To assess the short- and long-term outcomes of vena cava filter (VCF) placement for prophylaxis against pulmonary embolism in patients at high risk due to trauma.
Design and Setting
Case series at a level I trauma center.
Patients were considered for prophylactic VCF placement if they met 1 of the injury criteria—spinal cord injuries with neurologic deficit, severe fractures of the pelvis or long bone (or both), and severe head injury—and had a contraindication to anticoagulation.
Vena cava filters were placed percutaneously by the interventional radiologists when the acute trauma condition was stabilized following admission.
Main Outcome Measures
Filter tilt of 14° or more, strut malposition, insertion-related deep vein thrombosis, pulmonary embolism, or inferior vena cava patency.

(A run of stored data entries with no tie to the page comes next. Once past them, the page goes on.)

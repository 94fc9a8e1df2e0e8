use once_cell::sync::Lazy;
use regex::Regex;

// @module: Unicode and OCR artifact cleanup

// @const: Hyphen-broken word across a line break
static BROKEN_HYPHEN_REGEX: Lazy<Regex> = Lazy::new(|| {
    Regex::new(r"(\p{L})-[ \t]*\r?\n[ \t]*(\p{L})").unwrap()
});

// @const: Runs of in-line whitespace
static REPEATED_SPACE_REGEX: Lazy<Regex> = Lazy::new(|| {
    Regex::new(r"[ \t]{2,}").unwrap()
});

// @const: Three or more consecutive newlines
static EXCESS_BLANK_REGEX: Lazy<Regex> = Lazy::new(|| {
    Regex::new(r"\n{3,}").unwrap()
});

/// OCR scans break words across lines with a trailing hyphen. Rejoin them
/// so paragraph splitting sees whole words.
pub fn repair_hyphenation(text: &str) -> String {
    BROKEN_HYPHEN_REGEX.replace_all(text, "$1$2").into_owned()
}

/// Map OCR-mangled Unicode to its plain equivalent: ligatures, smart
/// quotes, ellipsis, en-dash to em-dash.
pub fn normalize_unicode(text: &str) -> String {
    let mut out = String::with_capacity(text.len());
    for c in text.chars() {
        match c {
            '\u{FB00}' => out.push_str("ff"),
            '\u{FB01}' => out.push_str("fi"),
            '\u{FB02}' => out.push_str("fl"),
            '\u{FB03}' => out.push_str("ffi"),
            '\u{FB04}' => out.push_str("ffl"),
            '\u{2018}' | '\u{2019}' => out.push('\''),
            '\u{201C}' | '\u{201D}' => out.push('"'),
            '\u{2026}' => out.push_str("..."),
            '\u{2013}' => out.push('\u{2014}'),
            _ => out.push(c),
        }
    }
    out
}

/// Collapse repeated in-line spaces and tabs to a single space.
pub fn collapse_spaces(text: &str) -> String {
    REPEATED_SPACE_REGEX.replace_all(text, " ").into_owned()
}

/// Collapse runs of blank lines left behind by noise stripping.
pub fn collapse_blank_lines(text: &str) -> String {
    EXCESS_BLANK_REGEX.replace_all(text, "\n\n").into_owned()
}

/// Full cleanup pass applied before segmentation: hyphenation repair,
/// Unicode normalization, space collapse. Pure function.
pub fn clean(text: &str) -> String {
    let repaired = repair_hyphenation(text);
    let normalized = normalize_unicode(&repaired);
    collapse_spaces(&normalized)
}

There were 132 prophylactic VCFs placed. A 3.1% rate of insertion-related deep vein thrombosis occurred, all of which were asymptomatic. Filter tilt occurred in 5.5% of patients and strut malposition in 38%. Three cases of pulmonary embolism (1 fatal) occurred in a prophylactic VCF, and all patients had either filter tilt or strut malposition. The risk of pulmonary embolism developing was higher in those patients with filter tilt or strut malposition than in those who did not have these complications (6.3% vs 0%; P=.05; Fisher exact test). The 1-, 2-, and 3-year inferior vena cava patency rates (±SD) were 97±3%.
Prophylactic VCF can be placed safely with an acceptable rate of insertion-related deep vein thrombosis and long-term inferior vena cava patency. Patients with prophylactic VCF remain at risk for pulmonary embolism if the filter is tilted 14° or more or has strut malposition. In such patients, consideration should be given to placing a second filter.